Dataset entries
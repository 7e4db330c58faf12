use std::sync::Arc;
use std::time::Instant;

use anyhow::Result;
use gauntlet_core::{
    AppliedMove, EngineEvent, GameEndCause, GameEndResult, GameOutcome, GameRecord, GoLimits,
    MoveRecord, PositionError, ReportLevel, Reporter, ShadowPosition, Topic,
};
use gauntlet_engine::{EngineFactory, EngineLink};

/// move_time 制限の超過/未達に許す猶予 (ms)。
pub const MOVE_TIME_GRACE_MS: u64 = 100;

/// 応答遅延をエラー扱いにするまでの猶予 (ms)。予算超過そのものは
/// check_time が負けとして扱うので、ここは生存確認のためのマージン。
pub const TIMEOUT_GRACE_MS: u64 = 1_000;

/// 1席分の探索状態。
///
/// Pondering から Hit/Miss への分岐は遅延評価で、実際に相手の手が
/// `do_move` で届いた時点で予測手と比較して決まる。
#[derive(Clone, Copy, Debug, PartialEq, Eq)]
pub enum ComputeState {
    Idle,
    ComputingMove,
    Pondering,
    PonderHit,
    PonderMiss,
}

/// bestmove イベントの処理結果。
pub enum BestMoveOutcome {
    /// 古い応答 (キャンセル後や ponder stop の残骸)。破棄してよい。
    Ignored,
    /// 合法手として受理した。
    Played(MoveRecord),
    /// プロトコル違反。local_result に負けが記録済み。
    Violation(MoveRecord),
}

/// 片側1席。エンジン1本と検証用のローカル局面、探索状態機械を持つ。
///
/// GameRecord は所有せず、呼び出しの間だけ参照で読む。
pub struct PlayerSeat {
    link: Box<dyn EngineLink>,
    reporter: Arc<dyn Reporter>,
    shadow: ShadowPosition,
    /// 予測手を1手進めた局面。ponder 中の PV/currmove 検証に使う。
    ponder_shadow: Option<ShadowPosition>,
    state: ComputeState,
    white: bool,
    /// 正規化済みの予測手。
    ponder_move: Option<String>,
    /// 思考中に組み立てる1手分の記録。
    current: Option<MoveRecord>,
    started: Option<Instant>,
    active_limits: Option<GoLimits>,
    /// go 送信マーカー待ち。直前の探索から遅れて届いたイベントを
    /// 新しい思考フェーズに誤帰属させないための関門。
    awaiting_marker: bool,
    send_marked_at: Option<Instant>,
    local_result: GameEndResult,
}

### Exercise brief
Type the data out again, exactly.

### Task response
repository 7e4db330c58faf12
use std::sync::Arc;
use std::time::Instant;

use anyhow::Result;
use gauntlet_core::{
    AppliedMove, EngineEvent, GameEndCause, GameEndResult, GameOutcome, GameRecord, GoLimits,
    MoveRecord, PositionError, ReportLevel, Reporter, ShadowPosition, Topic,
};
use gauntlet_engine::{EngineFactory, EngineLink};

/// move_time 制限の超過/未達に許す猶予 (ms)。
pub const MOVE_TIME_GRACE_MS: u64 = 100;

/// 応答遅延をエラー扱いにするまでの猶予 (ms)。予算超過そのものは
/// check_time が負けとして扱うので、ここは生存確認のためのマージン。
pub const TIMEOUT_GRACE_MS: u64 = 1_000;

/// 1席分の探索状態。
///
/// Pondering から Hit/Miss への分岐は遅延評価で、実際に相手の手が
/// `do_move` で届いた時点で予測手と比較して決まる。
#[derive(Clone, Copy, Debug, PartialEq, Eq)]
pub enum ComputeState {
    Idle,
    ComputingMove,
    Pondering,
    PonderHit,
    PonderMiss,
}

/// bestmove イベントの処理結果。
pub enum BestMoveOutcome {
    /// 古い応答 (キャンセル後や ponder stop の残骸)。破棄してよい。
    Ignored,
    /// 合法手として受理した。
    Played(MoveRecord),
    /// プロトコル違反。local_result に負けが記録済み。
    Violation(MoveRecord),
}

/// 片側1席。エンジン1本と検証用のローカル局面、探索状態機械を持つ。
///
/// GameRecord は所有せず、呼び出しの間だけ参照で読む。
pub struct PlayerSeat {
    link: Box<dyn EngineLink>,
    reporter: Arc<dyn Reporter>,
    shadow: ShadowPosition,
    /// 予測手を1手進めた局面。ponder 中の PV/currmove 検証に使う。
    ponder_shadow: Option<ShadowPosition>,
    state: ComputeState,
    white: bool,
    /// 正規化済みの予測手。
    ponder_move: Option<String>,
    /// 思考中に組み立てる1手分の記録。
    current: Option<MoveRecord>,
    started: Option<Instant>,
    active_limits: Option<GoLimits>,
    /// go 送信マーカー待ち。直前の探索から遅れて届いたイベントを
    /// 新しい思考フェーズに誤帰属させないための関門。
    awaiting_marker: bool,
    send_marked_at: Option<Instant>,
    local_result: GameEndResult,
}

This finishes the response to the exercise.